Dendritic cell (DCs) based immunotherapy has received increased interest in the treatment of specific malignancies including breast cancer. In this in vitro study, T cell responses, which are induced by monocyte-derived DCs pulsed with apoptotic breast tumor cells (ApTC), were analyzed in terms of proliferation, specific cytotoxicity, and cytokine release. Nylon wool-enriched T lymphocytes from five patients with breast cancer stimulated with monocyte-derived DCs pulsed with apoptotic tumor cells in vitro and their proliferation response were analyzed by [(3)H] thymidine uptake and specific cytotoxic activity of tumor antigen-primed T cells after three rounds of weekly stimulation by flow cytometry. Interferon-gamma (IFN-gamma) and interleukin-4 (IL-4) cytokine release assay was carried out 24h after the last stimulation. The supernatant from primed T cells was collected and analyzed using commercially available ELISA kits. T cell proliferation assays revealed that DCs pulsed with apoptotic tumor cell could stimulate an autologous T cell proliferation response with stimulation indices of 5-21. The T cell-mediated cytotoxicity assay demonstrated that tumor antigen-primed T cells could kill significantly more autologous tumor cells than normal cells (P<0.05). These cells had variable amounts of cytotoxic activity against K562 cells.
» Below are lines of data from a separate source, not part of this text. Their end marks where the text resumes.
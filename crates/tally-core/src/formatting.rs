//! Formatting utilities for outbound Discord text.

/// Split `text` into chunks of at most `max_len` bytes, preferring line boundaries.
///
/// Lines longer than `max_len` are cut on char boundaries.
pub fn split_message(text: &str, max_len: usize) -> Vec<String> {
    let max_len = max_len.max(1);
    if text.len() <= max_len {
        return vec![text.to_string()];
    }

    let mut chunks = Vec::new();
    let mut current = String::new();

    for line in text.lines() {
        let needed = if current.is_empty() {
            line.len()
        } else {
            current.len() + 1 + line.len()
        };
        if needed <= max_len {
            if !current.is_empty() {
                current.push('\n');
            }
            current.push_str(line);
            continue;
        }

        if !current.is_empty() {
            chunks.push(std::mem::take(&mut current));
        }

        let mut remaining = line;
        while remaining.len() > max_len {
            let cut = floor_char_boundary(remaining, max_len);
            chunks.push(remaining[..cut].to_string());
            remaining = &remaining[cut..];
        }
        current = remaining.to_string();
    }

    if !current.is_empty() {
        chunks.push(current);
    }

    chunks
}

fn floor_char_boundary(s: &str, mut idx: usize) -> usize {
    while idx > 0 && !s.is_char_boundary(idx) {
        idx -= 1;
    }
    if idx == 0 {
        // max_len smaller than the first char; emit that char whole.
        s.chars().next().map(char::len_utf8).unwrap_or(0)
    } else {
        idx
    }
}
Primed T cells released both IFN-gamma and IL-4 in response to re-stimulation by antigen-pulsed DCs, but were dominated by IFN-gamma production in two out of five patients and IL-4 production in three out of five patients. In conclusion, our results suggested that DCs pulsed with apoptotic breast tumor cells could elicit effective specific antitumor T cell responses in vitro. Therefore, vaccination with DCs pulsed with apoptotic tumor cells may be considered as a novel strategy for immunotherapy of patients with breast cancer refractory to standard modalities.